What's less healthy:

  • Cregg ages out by 2029 (mandatory retirement at 72; he is 69). The board has 3 years to find and onboard a new independent Chair.
  • Average board tenure ~5 years is fine, but four of the eight directors have been there since 2017–2020, all appointed during the pre-pivot Sterling. They have approved every step of Cutillo's strategy and may not be the most independent voice on it.
  • One delinquent Section 16(a) filing (Govin Form 4 reporting a tax-withholding transaction in August 2025).

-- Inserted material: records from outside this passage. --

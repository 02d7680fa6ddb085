//! Declarative constraints and the compiler that lowers them onto the graph.
//!
//! A [`Constraint`] is a tree-shaped description of a relation between
//! variables. Posting it compiles the tree into arcs, introducing anonymous
//! intermediate nodes for inner expressions. Reifying it attaches the
//! constraint to a boolean node instead, so that the constraint holds exactly
//! when the boolean is true.

mod boolean;
mod generic;
mod numeric;
mod set;

pub use boolean::BoolConstraint;
pub use boolean::BoolExpr;
pub use generic::element;
pub use generic::weighted_sum;
pub use generic::ElementwiseConstraint;
pub use generic::WeightedSumConstraint;
pub use numeric::NumExpr;
pub use numeric::RelationConstraint;
pub use set::SetConstraint;
pub use set::SetExpr;

use std::fmt::Debug;

use crate::arcs::boolean::Tribool;
use crate::arcs::ArcBuilder;
use crate::arcs::ReadDomains;
use crate::arcs::Watch;
use crate::basic_types::ConstraintOperationError;
use crate::domains::DomainValue;

/// A relation that can be compiled into arcs of the propagation graph.
pub trait Constraint<T: DomainValue>: Debug {
    /// Evaluates the constraint against the current domains without changing
    /// them. [`Tribool::Undetermined`] means the domains admit both outcomes.
    fn truth(&self, domains: &dyn ReadDomains<T>) -> Tribool;

    /// The watches under which the truth of the constraint can change.
    fn variables(&self) -> Vec<Watch>;

    /// Compiles the constraint into arcs, posting them through `builder`.
    fn compile(&self, builder: &mut dyn ArcBuilder<T>) -> Result<(), ConstraintOperationError>;

    /// The negation of the constraint, if it can be expressed as a postable
    /// constraint. The opposite is what gets posted when a reification
    /// boolean turns out false.
    fn opposite(&self) -> Option<Box<dyn Constraint<T>>>;

    /// Checks the constraint for structural mistakes, such as mismatched
    /// index sets, before any arc is built.
    fn validate(&self) -> Result<(), ConstraintOperationError> {
        Ok(())
    }
}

Trivial individually; flag-worthy if pattern develops.
  • No director currently has explicit data-center / hyperscaler operating background despite Sterling's pivot.

5. The Verdict

Final Grade: B+

87

Strongest positives:

  • Pay-for-performance is real: the PSU plan paid out at max (200%) only after EPS more than doubled the maximum threshold, and CAP tracks TSR almost dollar-for-dollar.
  • Process integrity: independent Chair, fully independent committees, anti-hedging, anti-pledging, clawback, ownership guidelines, ISS QualityScore 3, 95%+ say-on-pay support.
  • Independent board refreshment in 2025 brought directly applicable C-suite experience.

Real concerns:

  • CEO sold $94M of stock in four months of 2026 — that's the loudest signal on this tab. Even on 10b5-1 plans, the velocity of selling into the data-center thesis is unfriendly.
  • Three CFOs in twelve months during a year of record results and aggressive M&A is unusual; the proxy doesn't tell the reader why Villaverde was terminated without cause or whether Grindstaff is permanent.
  • Director and non-CEO executive ownership is genuinely thin (1.6% as a group); alignment leans almost entirely on Cutillo and on the policy stack.

Most likely upgrade: A permanent, externally credible CFO appointment with a multi-year LTI grant, plus a deceleration of CEO sales (or CEO buying back any portion of what he sold), would push this to A−.

Most likely downgrade: A fourth CFO change, a new related-party disclosure tied to a Cutillo-affiliated vendor, or a pattern of accelerating Section 16(a) delinquencies. None of these are visible in the current data — but the recent CFO churn raises the base-rate probability.